Intermittent fasting is when you cycle periods of eating with periods of fasting. We all participate in it to some degree by going to sleep every night and not eating until the next morning. When most people say they participate in intermittent fasting what they are referring to is a 24 hour period broken up in to 8 hours of eating and 16 hours of fasting. 

Benefits Of Intermittent Fasting

While many people have lost weight following the 16:8 schedule, there are other health implications that I find far more interesting. While there has been little research done on humans, animal trials have found that periods of fasting can help improve bio-markers of disease, oxidative stress and help preserve memory and learning function.

When you think about how much work goes in to digesting our food, it makes sense that giving our bodies a longer break can at times be beneficial.

Cons of Intermittent Fasting

Fasting is not recommended for individual who suffer from hypoglycemia or diabetes unless it has been prescribed by a doctor. Long periods of fasting can cause low blood sugar, especially in those that already suffer from low blood sugar.

Like anything that catches on, people try to make it what they want. What you eat is just as important as how much you eat. If your calories all consist of pizza, intermittent fasting isn’t going to fix the long term damage a pizza diet has on you.

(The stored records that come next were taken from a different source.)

//! Key-based (seek) pagination.
//!
//! [`paginate`] rewrites a select so that it orders by a key definition,
//! projects the key tuple next to the selected entity, and, when continuing
//! from a boundary row, restricts to rows strictly past that row in key
//! order.

use std::sync::Arc;

use crate::tree::{
    ComparisonOp, Expression, Predicate, SelectStatement, Selection, SortDirection,
    SortSpecification,
};
use crate::types::{PlanError, Result, Value};

/// One key column of a key definition.
#[derive(Clone, Debug, PartialEq, Eq, Hash)]
pub struct KeyOrder {
    /// Key attribute of the selected entity.
    pub attribute: Arc<str>,
    /// Sort direction.
    pub direction: SortDirection,
}

impl KeyOrder {
    /// Ascending key.
    pub fn asc(attribute: &str) -> Self {
        Self {
            attribute: Arc::from(attribute),
            direction: SortDirection::Ascending,
        }
    }

    /// Descending key.
    pub fn desc(attribute: &str) -> Self {
        Self {
            attribute: Arc::from(attribute),
            direction: SortDirection::Descending,
        }
    }
}

/// Ordered key over one entity. The keys must identify rows uniquely.
#[derive(Clone, Debug, PartialEq, Eq, Hash)]
pub struct KeyDefinition {
    entity: Arc<str>,
    keys: Vec<KeyOrder>,
}

impl KeyDefinition {
    /// Creates a key definition; at least one key is required.
    pub fn new(entity: &str, keys: Vec<KeyOrder>) -> Result<Self> {
        if keys.is_empty() {
            return Err(PlanError::invalid("key definition without key columns"));
        }
        Ok(Self {
            entity: Arc::from(entity),
            keys,
        })
    }

    /// Entity the keys belong to.
    pub fn entity(&self) -> &str {
        &self.entity
    }

    /// Keys in significance order.
    pub fn keys(&self) -> &[KeyOrder] {
        &self.keys
    }

    /// The same keys with every direction flipped.
    pub fn reversed(&self) -> Self {
        Self {
            entity: self.entity.clone(),
            keys: self
                .keys
                .iter()
                .map(|key| KeyOrder {
                    attribute: key.attribute.clone(),
                    direction: key.direction.reverse(),
                })
                .collect(),
        }
    }
}

/// Rewrites `select` for key-based pagination.
///
/// The select must have a single selection item naming its entity root, and
/// that entity must be the one `definition` is declared for. With `key`, the
/// restriction gains a predicate matching rows strictly after the boundary.
pub fn paginate(
    definition: &KeyDefinition,
    key: Option<&[Value]>,
    select: &SelectStatement,
) -> Result<SelectStatement> {
    if select.selections.len() != 1 {
        return Err(PlanError::MultipleSelections {
            count: select.selections.len(),
        });
    }
    let alias = match &select.selections[0] {
        Selection::Entity(alias) if *alias == select.from.alias => alias.clone(),
        _ => return Err(PlanError::NonEntitySelection),
    };
    if select.from.entity.as_ref() != definition.entity() {
        return Err(PlanError::WrongEntityType {
            expected: definition.entity().to_owned(),
            found: select.from.entity.to_string(),
        });
    }
    if let Some(values) = key {
        if values.len() != definition.keys.len() {
            return Err(PlanError::KeyArity {
                expected: definition.keys.len(),
                found: values.len(),
            });
        }
        if let Some(index) = values.iter().position(Value::is_null) {
            return Err(PlanError::NullKey { index });
        }
    }

    let paths: Vec<Expression> = definition
        .keys
        .iter()
        .map(|order| Expression::path(&alias, &order.attribute))
        .collect();
    let mut rewritten = select.clone();
    rewritten.order_by = definition
        .keys
        .iter()
        .zip(&paths)
        .map(|(order, path)| SortSpecification {
            expression: path.clone(),
            direction: order.direction,
        })
        .collect();
    rewritten.selections = vec![Selection::Keyed {
        selection: Box::new(Selection::Entity(alias)),
        key: paths.clone(),
    }];
    if let Some(values) = key {
        let seek = seek_predicate(&definition.keys, &paths, values);
        rewritten.restriction = Some(Predicate::conjoin(rewritten.restriction.take(), seek));
    }
    Ok(rewritten)
}

// (k0 past v0) OR (k0 = v0 AND k1 past v1) OR ...
fn seek_predicate(keys: &[KeyOrder], paths: &[Expression], values: &[Value]) -> Predicate {
    let mut clauses = Vec::with_capacity(keys.len());
    for (i, order) in keys.iter().enumerate() {
        let mut parts = Vec::with_capacity(i + 1);
        for j in 0..i {
            parts.push(Predicate::eq(
                paths[j].clone(),
                Expression::Literal(values[j].clone()),
            ));
        }
        let op = match order.direction {
            SortDirection::Ascending => ComparisonOp::Gt,
            SortDirection::Descending => ComparisonOp::Lt,
        };
        parts.push(Predicate::compare(
            paths[i].clone(),
            op,
            Expression::Literal(values[i].clone()),
        ));
        clauses.push(Predicate::and(parts));
    }
    if clauses.len() == 1 {
        clauses.remove(0)
    } else {
        Predicate::Or(clauses)
    }
}

/// A result paired with its key tuple.
#[derive(Clone, Debug, PartialEq)]
pub struct KeyedResult<R> {
    /// The selected value.
    pub result: R,
    /// Key values in key-definition order.
    pub key: Vec<Value>,
}

/// How the key of a [`KeyedPage`] relates to the page.
#[derive(Copy, Clone, Debug, Default, PartialEq, Eq, Hash)]
pub enum KeyInterpretation {
    /// First page; no key.
    #[default]
    NoKey,
    /// The key is that of the last row of the previous page.
    KeyOfLastOnPreviousPage,
    /// The key is that of the first row of the next page.
    KeyOfFirstOnNextPage,
}

/// Page size and number.
#[derive(Copy, Clone, Debug, PartialEq, Eq, Hash)]
pub struct Page {
    size: u32,
    number: u32,
}

impl Page {
    /// Page `number` (zero-based) of `size` rows.
    pub fn new(size: u32, number: u32) -> Result<Self> {
        if size == 0 {
            return Err(PlanError::invalid("page size must be positive"));
        }
        Ok(Self { size, number })
    }

    /// First page of `size` rows.
    pub fn first(size: u32) -> Result<Self> {
        Self::new(size, 0)
    }

    /// Rows per page.
    pub fn size(&self) -> u32 {
        self.size
    }

    /// Zero-based page number.
    pub fn number(&self) -> u32 {
        self.number
    }

    /// Returns `true` for page zero.
    pub fn is_first(&self) -> bool {
        self.number == 0
    }

    /// Offset of the first row.
    pub fn first_row(&self) -> u64 {
        u64::from(self.size) * u64::from(self.number)
    }

    /// Following page.
    pub fn next(&self) -> Self {
        Self {
            size: self.size,
            number: self.number.saturating_add(1),
        }
    }

    /// Preceding page, `None` on the first page.
    pub fn previous(&self) -> Option<Self> {
        (!self.is_first()).then(|| Self {
            size: self.size,
            number: self.number - 1,
        })
    }
}

/// A page addressed by key rather than offset.
#[derive(Clone, Debug, PartialEq)]
pub struct KeyedPage {
    definition: Arc<KeyDefinition>,
    page: Page,
    key: Option<Vec<Value>>,
    interpretation: KeyInterpretation,
}

impl KeyedPage {
    /// First page under `definition`.
    pub fn first(definition: KeyDefinition, size: u32) -> Result<Self> {
        Ok(Self {
            definition: Arc::new(definition),
            page: Page::first(size)?,
            key: None,
            interpretation: KeyInterpretation::NoKey,
        })
    }

    /// Key definition.
    pub fn definition(&self) -> &KeyDefinition {
        &self.definition
    }

    /// Page size and number.
    pub fn page(&self) -> Page {
        self.page
    }

    /// Boundary key.
    pub fn key(&self) -> Option<&[Value]> {
        self.key.as_deref()
    }

    /// Meaning of the boundary key.
    pub fn interpretation(&self) -> KeyInterpretation {
        self.interpretation
    }

    /// Page following this one, starting after `key_of_last`.
    pub fn next_page(&self, key_of_last: Vec<Value>) -> Self {
        Self {
            definition: Arc::clone(&self.definition),
            page: self.page.next(),
            key: Some(key_of_last),
            interpretation: KeyInterpretation::KeyOfLastOnPreviousPage,
        }
    }

    /// Page preceding this one, ending before `key_of_first`; `None` on the
    /// first page.
    pub fn previous_page(&self, key_of_first: Vec<Value>) -> Option<Self> {
        Some(Self {
            definition: Arc::clone(&self.definition),
            page: self.page.previous()?,
            key: Some(key_of_first),
            interpretation: KeyInterpretation::KeyOfFirstOnNextPage,
        })
    }

    /// Key definition used for the rewrite; reversed when walking backwards.
    pub fn effective_definition(&self) -> KeyDefinition {
        match self.interpretation {
            KeyInterpretation::KeyOfFirstOnNextPage => self.definition.reversed(),
            _ => self.definition.as_ref().clone(),
        }
    }

    /// Rows skipped by offset; only applied when no key is present.
    pub fn first_row(&self) -> Option<u64> {
        match self.key {
            None => Some(self.page.first_row()),
            Some(_) => None,
        }
    }

    /// Rows fetched per execution: one extra row detects a following page.
    pub fn fetch_size(&self) -> u64 {
        u64::from(self.page.size) + 1
    }
}

/// One page of keyed results with navigation to its neighbours.
#[derive(Clone, Debug, PartialEq)]
pub struct KeyedResultList<R> {
    results: Vec<R>,
    keys: Vec<Vec<Value>>,
    page: KeyedPage,
    next_page: Option<KeyedPage>,
    previous_page: Option<KeyedPage>,
}

impl<R> KeyedResultList<R> {
    /// Builds the page from up to `size + 1` executed rows.
    ///
    /// Rows of a backwards page arrive in reverse order and are flipped back,
    /// keys included, so both lists follow the key definition's order.
    pub fn from_executed(executed: Vec<KeyedResult<R>>, page: KeyedPage) -> Self {
        let size = page.page.size as usize;
        let has_more = executed.len() > size;
        let backwards = page.interpretation == KeyInterpretation::KeyOfFirstOnNextPage;

        let first_key = executed.first().map(|row| row.key.clone());
        let boundary_key = if has_more {
            Some(executed[size - 1].key.clone())
        } else {
            None
        };
        let (next_page, previous_page) = if backwards {
            (
                first_key.map(|key| page.next_page(key)),
                boundary_key.and_then(|key| page.previous_page(key)),
            )
        } else {
            (
                boundary_key.map(|key| page.next_page(key)),
                first_key.and_then(|key| page.previous_page(key)),
            )
        };

        let mut results = Vec::with_capacity(size.min(executed.len()));
        let mut keys = Vec::with_capacity(size.min(executed.len()));
        for row in executed.into_iter().take(size) {
            results.push(row.result);
            keys.push(row.key);
        }
        if backwards {
            results.reverse();
            keys.reverse();
        }
        Self {
            results,
            keys,
            page,
            next_page,
            previous_page,
        }
    }

    /// Results of this page.
    pub fn results(&self) -> &[R] {
        &self.results
    }

    /// Consumes the list, returning the results.
    pub fn into_results(self) -> Vec<R> {
        self.results
    }

    /// Key of each result.
    pub fn keys(&self) -> &[Vec<Value>] {
        &self.keys
    }

    /// The page that produced these results.
    pub fn page(&self) -> &KeyedPage {
        &self.page
    }

    /// Following page, `None` when this is the last one.
    pub fn next_page(&self) -> Option<&KeyedPage> {
        self.next_page.as_ref()
    }

    /// Preceding page, `None` on the first page.
    pub fn previous_page(&self) -> Option<&KeyedPage> {
        self.previous_page.as_ref()
    }

    /// Returns `true` when no page follows.
    pub fn is_last_page(&self) -> bool {
        self.next_page.is_none()
    }

    /// Returns `true` on page zero.
    pub fn is_first_page(&self) -> bool {
        self.page.page.is_first()
    }
}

To achieve the optimal benefits of intermittent fasting you need to combine a diet full of whole foods with the proper amount of calories needed to keep you energized. Intermittent fasting is not starvation, it is simply having your normal amount of calories within the 8 hour window.

Personal Experience

As a woman who suffers from an autoimmune disease and related symptoms, I found intermittent fasting gave my body the break it needed. I slept well and had energy all day long. I never felt hungry during the fasting period and was always satisfied at the end of the eating period. Since becoming pregnant I have not focused on intermittent fasting making sure the baby is getting what it needs is more important. The key is to make sure you are eating enough during the eating period. If your body needs 2000 calories to function, then you must get the 2000 calories in during the 8 hours.